The crucial provocation came not from Germany but from Japan. After Japan invaded China in 1937, Roosevelt had denounced “the present reign of terror and international lawlessness” and suggested that aggressors be “quarantined” by peaceful nations. Despite such rhetoric, the United States refused to intervene later that year when Japanese troops sacked the city of Nanjing, massacred 300,000 Chinese residents, and raped thousands of women.

FDR and other American officials prioritized events in Europe over those in East Asia, and without a counterweight, Japan’s military and imperial ambitions expanded. In 1940, General Hideki Tojo became war minister. After concluding a formal military alliance with Germany and Italy that year, Tojo dispatched Japanese troops to occupy the northern part of the French colony of Indochina (present-day Vietnam, Cambodia, and Laos). Tojo’s goal, supported by Emperor Hirohito, was to create a “Greater East Asia Co-Prosperity Sphere” under Japan’s control stretching from the Korean Peninsula south to Indonesia. Like Germany and Italy, Japan sought to match the overseas empires of Britain, France, Holland, and the United States.

The United States responded to the stationing of Japanese troops in Indochina by restricting trade with Japan. Roosevelt hoped that these economic sanctions would deter Japanese aggression. But in July 1941, Japanese troops staged a full-scale invasion of Indochina. Roosevelt then froze Japanese assets in the United States and stopped all trade with Japan, including vital oil shipments that accounted for almost 80 percent of Japanese consumption.

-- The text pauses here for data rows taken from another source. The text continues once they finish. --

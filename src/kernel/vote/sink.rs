use async_trait::async_trait;
use tracing::{debug, error, warn};

use super::event::{RocketLaunch, VoteEvent};
use crate::error::TransportError;

/// Backend vote endpoints. Best-effort, dedup is the backend's job.
#[async_trait]
pub trait VoteSink: Send + Sync {
    async fn submit_batch(&self, events: &[VoteEvent]) -> Result<(), TransportError>;
    async fn submit_one(&self, event: &VoteEvent) -> Result<(), TransportError>;
}

/// Send-only realtime channel to the planet display.
/// Connection handling belongs to the implementation; `launch` never blocks.
pub trait Relay: Send + Sync {
    fn launch(&self, rocket: RocketLaunch);
}

#[derive(Debug, Clone, PartialEq, Eq)]
pub struct DeliveryReport {
    pub batch_size: usize,
    /// Set when the batch endpoint failed and the single-vote path ran.
    pub batch_error: Option<String>,
    pub delivered: usize,
    pub lost: Vec<(VoteEvent, String)>,
}

impl DeliveryReport {
    pub fn fell_back(&self) -> bool {
        self.batch_error.is_some()
    }
}

/// Batch first; on failure every event of that batch is tried exactly once
/// on the single-vote endpoint. Nothing is re-queued.
pub async fn deliver(sink: &dyn VoteSink, batch: Vec<VoteEvent>) -> DeliveryReport {
    let batch_size = batch.len();

    match sink.submit_batch(&batch).await {
        Ok(()) => {
            debug!("Delivered batch of {} votes", batch_size);
            DeliveryReport {
                batch_size,
                batch_error: None,
                delivered: batch_size,
                lost: Vec::new(),
            }
        }
        Err(batch_err) => {
            warn!("Batch vote submission failed ({}), falling back to single votes", batch_err);
            let mut delivered = 0;
            let mut lost = Vec::new();

            for event in batch {
                match sink.submit_one(&event).await {
                    Ok(()) => delivered += 1,
                    Err(e) => {
                        error!("Vote for {} lost: {}", event.extension_id, e);
                        lost.push((event, e.to_string()));
                    }
                }
            }

            DeliveryReport {
                batch_size,
                batch_error: Some(batch_err.to_string()),
                delivered,
                lost,
            }
        }
    }
}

In October 1941, General Tojo became prime minister and accelerated secret preparations for war against the United States. By November, American military intelligence knew that Japan was planning an attack but did not know where it would occur. Early on Sunday morning, December 7, 1941, Japanese bombers attacked Pearl Harbor in Hawaii, killing more than 2,400 Americans. They destroyed or heavily damaged eight battleships, three cruisers, three destroyers, and almost two hundred airplanes.

Although the assault was devastating, it united the American people. Calling December 7 “a date which will live in infamy,” President Roosevelt asked Congress for a declaration of war against Japan. The Senate voted unanimously for war, and the House concurred by a vote of 388 to 1. The lone dissenter was Jeannette Rankin of Montana, a committed pacifist — she also voted against entry into World War I — and the first female member of Congress. Three days later, Germany and Italy declared war on the United States, which in turn declared war on the Axis powers. The long shadows of two wars, one in Europe and one in Asia, had at long last converged over the United States.